Yizhi Cai is a Johns Hopkins University School of Medicine Postdoctoral Research Fellow under the supervision of Dr. Jef Boeke, as well as an adjunct professor at Tianjin University and a senior scientific consultant to the Beijing Genomics Institute. Dr. Cai recently accepted a prestigious Chancellor’s Fellowship from the University of Edinburgh to start his own research lab there in the summer 2013. Funded by the National Science Foundation (NSF), the synthetic yeast project (Sc2.0 PROJECT) seeks to design, construct and integrate an entirely synthetic version of the yeast genome. The practical goal of the synthetic yeast team is to develop generic platforms for biotechnology as well as solutions to societal problems such as the looming energy crisis and bioremediation (environmental cleanup by biological agents). Supported by NSF, Drs. Cai and Boeke organized the first Synthetic Yeast Consortium meeting in Beijing on April 17, 2012, that was attended by researchers and founding agencies from the U.S., U.K., China, Hong Kong, France, India and Belgium.
The team chose yeast, Saccharomyces cerevisiae (a.k.a. ‘sugar fungus’ ‘found in beer’), for the synthetic genome project because it is a well-understood compact eukaryote genome with just 16 chromosomes (by way of comparison, humans have 46). Synthetic yeast also has the potential to become a preeminent genome for a wide variety of practical industrial uses including ethanol production from agricultural products and by-products. Archaeologists have found yeast use for fermentation and baking as early as 7,000 years ago, and Saccharomyces cerevisiae continues to be consumed daily, in various forms, by billions of people in the form of beer, wine and bread. To learn more about the Synthetic Yeast Genome project, visit the Synthetic Yeast 2.0 website.
Recognizing the potential dangers and the need for additional levels of protection when creating synthetic code, Dr. Cai is also embarking a project called “K-plex integrated safety switch (KISS)” recently funded by DARPA. The goal of KISS is to embed multiple orthogonal safety switches into engineered microorganisms, such that they can only survive on a “special sauce” of small molecules. KISS will help mitigate the risks associated with accidental or intentional release of engineered species into the environment.

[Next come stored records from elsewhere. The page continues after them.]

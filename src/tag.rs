//! VCS tags and their placement in a head-first [`History`].
//!
//! A [`TagEntry`] points either at a linear revision number (Bazaar,
//! Mercurial local numbers, Subversion) or at a date (Git, where hashes carry
//! no order). Each flavour compares itself against a [`HistoryEntry`]'s native
//! revision string.

use std::cmp::Ordering;

use chrono::{DateTime, Utc};
use tracing::debug;

use crate::history::{History, HistoryEntry};

/// Where a tag sits in the revision order.
#[derive(Clone, Debug, PartialEq, Eq, PartialOrd, Ord)]
pub enum TagPoint {
    Revision(i64),
    Date(DateTime<Utc>),
}

/// How to read an entry's revision string when comparing.
#[derive(Clone, Copy, Debug, PartialEq, Eq)]
pub enum TagFlavor {
    /// Plain integer revisions (`1234`, Bazaar `42`, Subversion `r42` without the `r`).
    Linear,
    /// `local:hash`, compared by the local number.
    Mercurial,
    /// Compared by entry date.
    Dated,
}

#[derive(Clone, Debug, PartialEq, Eq)]
pub struct TagEntry {
    pub point: TagPoint,
    pub tags: String,
    flavor: TagFlavor,
}

impl TagEntry {
    pub fn at_revision(flavor: TagFlavor, revision: i64, tags: impl Into<String>) -> Self {
        TagEntry {
            point: TagPoint::Revision(revision),
            tags: tags.into(),
            flavor,
        }
    }

    pub fn at_date(date: DateTime<Utc>, tags: impl Into<String>) -> Self {
        TagEntry {
            point: TagPoint::Date(date),
            tags: tags.into(),
            flavor: TagFlavor::Dated,
        }
    }

    /// Order of this tag relative to `entry`: `Greater` means the tag is newer.
    ///
    /// Entries whose revision cannot be read in this flavour compare as
    /// `Less` so a tag is never attached to them.
    pub fn compare_to(&self, entry: &HistoryEntry) -> Ordering {
        match (&self.point, self.flavor) {
            (TagPoint::Revision(rev), TagFlavor::Mercurial) => {
                let local = entry.revision.split(':').next().unwrap_or("");
                match local.trim().parse::<i64>() {
                    Ok(n) => rev.cmp(&n),
                    Err(_) => Ordering::Less,
                }
            }
            (TagPoint::Revision(rev), _) => match entry.revision.trim().parse::<i64>() {
                Ok(n) => rev.cmp(&n),
                Err(_) => Ordering::Less,
            },
            (TagPoint::Date(date), _) => match entry.date {
                Some(d) => date.cmp(&d),
                None => Ordering::Less,
            },
        }
    }
}

/// Attach tags to the newest entry that is not newer than each tag.
///
/// `tags` may be in any order; it is sorted newest first internally.
pub fn assign_tags(history: &mut History, tags: &[TagEntry]) {
    let mut sorted: Vec<&TagEntry> = tags.iter().collect();
    sorted.sort_by(|a, b| b.point.cmp(&a.point));

    let mut pending = sorted.into_iter().peekable();
    for entry in history.entries_mut().iter_mut() {
        while let Some(tag) = pending.peek() {
            if tag.compare_to(entry) != Ordering::Less {
                entry.add_tag(&tag.tags);
                pending.next();
            } else {
                break;
            }
        }
        if pending.peek().is_none() {
            break;
        }
    }
    let unplaced = pending.count();
    if unplaced > 0 {
        debug!(unplaced, "Tags older than the oldest history entry were not assigned");
    }
}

AutoGene: A Design Suite for Synthetic Biology
This summer Autodesk also piloted a unique collaboration with Dr. Cai and Johns Hopkins University which will help propel this innovative research and inform future software development. Dr. Cai supervised a JHU undergraduate student project with the Autodesk IDEA Studio, a San Francisco-based residency program for designers, engineers, artists and scholars who are pursuing innovation projects that push technology to its limits to solve real-life problems.
Under the direction of a team of JHU advisors: Yizhi Cai, Giovanni Stracquadanio, Jef Boeke and Joel Bader, the students worked to create one of the first cloud-based computational facilities for the visualization, design and fabrication of synthetic biological sequences. The project, entitled “AutoGene: A Design Suite for Synthetic Biology,” utilized Autodesk cloud technology to run AutoGene, a management system for biological data. By using the cloud to optimize and parallelize the algorithms used by AutoGene, the students successfully developed an AutoGene API for DNA sequence manipulation. The JHU AutoGene student team just won the iGem 2012 Jamboree World Championship for Best Software.
Autodesk Distinguished Scholar
The Autodesk Distinguished Scholar honor is selected by the Autodesk Research team and will be bestowed upon researchers with whom the company plans to collaborate. Autodesk Research is dedicated to innovation and discovery ranging from methods to help users learn powerful digital prototyping tools, to visualization and simulation techniques that enable designers to achieve new levels of performance. Advancing the state of the art in human-computer interaction, computer graphics and digital design technology, Autodesk Research collaborates openly with researchers at leading universities around the world. The Bio/Nano Programmable Matter group within Autodesk Research is extending this expertise by developing software for the design and simulation of molecular systems and living systems.